Wednesday, January 3, 2018

Terry Poindexter Post on Facebook Shared to me from Tyler Cumpton

Terry Poindexter Post on Facebook Shared to me from Tyler Cumpton 
Terry Poindexter
This was my Mother's Uncle, my great uncle, Sandy Silvers.
In 1927 road construction crews began a new highway, U.S. 71, between Butler and Rich Hill, MO. About three miles of the road crossed low land between two major streams. The year after the new road was built, the area received record amounts of rainfall, and the bottom land flooded, covering the new road. The water was between 6 inches and a foot deep, yet essentially stopped traffic.
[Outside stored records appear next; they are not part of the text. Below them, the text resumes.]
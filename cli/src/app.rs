use crate::error::Result;
use crate::surfaces::{TerminalNavigator, TerminalNotifier, spawn_login_listener};
use gateway_client::{ApiClient, ConsoleConfig, ConsoleError};
use std::path::{Path, PathBuf};
use std::sync::Arc;
use tokio::task::JoinHandle;

/// Default configuration file name
pub const CONFIG_FILE: &str = "apigw.toml";

/// Everything a command needs: configuration and a connected client
pub struct App {
    pub config: Arc<ConsoleConfig>,
    pub client: ApiClient,
    login_listener: JoinHandle<()>,
}

impl App {
    /// Load configuration and build the API client with terminal surfaces
    pub fn load(config_path: Option<&str>) -> Result<Self> {
        let path = resolve_config_path(config_path);
        tracing::debug!("loading configuration from {}", path.display());

        let config = Arc::new(ConsoleConfig::load_with_validation(&path)?);
        let client = ApiClient::with_surfaces(
            &config,
            Arc::new(TerminalNotifier),
            Arc::new(TerminalNavigator::new(config.login.site_url.clone())),
        )?;
        let login_listener = spawn_login_listener(client.events());

        Ok(Self {
            config,
            client,
            login_listener,
        })
    }

    /// Page size for list commands without an explicit limit
    pub fn default_limit(&self) -> u64 {
        self.config.pagination.default_limit
    }
}

impl Drop for App {
    fn drop(&mut self) {
        self.login_listener.abort();
    }
}

/// Pick the configuration file: the explicit path, then `apigw.toml` in the
/// working directory, then the user config directory
pub fn resolve_config_path(explicit: Option<&str>) -> PathBuf {
    if let Some(path) = explicit {
        return PathBuf::from(path);
    }

    let local = PathBuf::from(CONFIG_FILE);
    if local.exists() {
        return local;
    }

    dirs::config_dir()
        .map(|dir| dir.join("apigw").join(CONFIG_FILE))
        .filter(|path| path.exists())
        .unwrap_or(local)
}

/// Create the parent directory of a configuration path if needed
pub fn ensure_parent_dir(path: &Path) -> Result<()> {
    if let Some(parent) = path.parent().filter(|p| !p.as_os_str().is_empty()) {
        std::fs::create_dir_all(parent).map_err(ConsoleError::from)?;
    }
    Ok(())
}
use crate::config::types::{ApiConfig, ConsoleConfig, LoginConfig, PaginationConfig};
use crate::config::validator::ConfigValidatorImpl;
use crate::error::Result;
use crate::traits::ConfigValidator;
use std::collections::HashMap;

/// Builder for ConsoleConfig to improve API ergonomics
pub struct ConsoleConfigBuilder {
    base_url: String,
    timeout_seconds: Option<u64>,
    headers: HashMap<String, String>,
    token: Option<String>,
    login_url: String,
    site_url: String,
    default_limit: Option<u64>,
}

impl ConsoleConfigBuilder {
    /// Create a new config builder
    pub fn new() -> Self {
        Self {
            base_url: String::new(),
            timeout_seconds: None,
            headers: HashMap::new(),
            token: None,
            login_url: String::new(),
            site_url: String::new(),
            default_limit: None,
        }
    }

    /// Set the management API base URL
    #[must_use]
    pub fn base_url<S: Into<String>>(mut self, url: S) -> Self {
        self.base_url = url.into();
        self
    }

    /// Set timeout in seconds
    #[must_use]
    pub fn timeout(mut self, seconds: u64) -> Self {
        self.timeout_seconds = Some(seconds);
        self
    }

    /// Add a header sent with every request
    #[must_use]
    pub fn header<S: Into<String>>(mut self, key: S, value: S) -> Self {
        self.headers.insert(key.into(), value.into());
        self
    }

    /// Set the bearer token
    #[must_use]
    pub fn token<S: Into<String>>(mut self, token: S) -> Self {
        self.token = Some(token.into());
        self
    }

    /// Set the login page URL and the console's own URL
    #[must_use]
    pub fn login<S: Into<String>>(mut self, login_url: S, site_url: S) -> Self {
        self.login_url = login_url.into();
        self.site_url = site_url.into();
        self
    }

    /// Set the default page size for lists
    #[must_use]
    pub fn default_limit(mut self, limit: u64) -> Self {
        self.default_limit = Some(limit);
        self
    }

    /// Build the configuration
    ///
    /// # Errors
    /// Returns an error if the configuration is invalid (e.g., unparsable URLs)
    pub fn build(self) -> Result<ConsoleConfig> {
        let config = ConsoleConfig {
            api: ApiConfig {
                base_url: self.base_url,
                timeout_seconds: self.timeout_seconds,
                headers: (!self.headers.is_empty()).then_some(self.headers),
                token: self.token,
            },
            login: LoginConfig {
                url: self.login_url,
                site_url: self.site_url,
            },
            pagination: self
                .default_limit
                .map(|default_limit| PaginationConfig { default_limit })
                .unwrap_or_default(),
        };

        ConfigValidatorImpl::new().validate(&config)?;

        Ok(config)
    }
}

impl Default for ConsoleConfigBuilder {
    fn default() -> Self {
        Self::new()
    }
}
The water was deep enough to make the new road invisible to drivers. A farmer living nearby, Sandy Silvers, saw an opportunity. He shod the front feet of his horses, loaded chains and ropes in a wagon, and headed to the flooded road. For one dollar a car, he offered to guide motorists along the portion of the flooded new highway to high ground. He tied the cars together behind his wagon, sometimes as many as eight or ten at a time. Silvers relied on the click of the horseshoes on the pavement to keep the horses walking on the invisible road. When he finished guiding a string of cars through the flooded stretch, he usually found another string waiting to be guided the other direction. As long as the road remained flooded, Silvers worked twenty-four hours a day, stopping only long enough to feed his horses and nap when the traffic let up.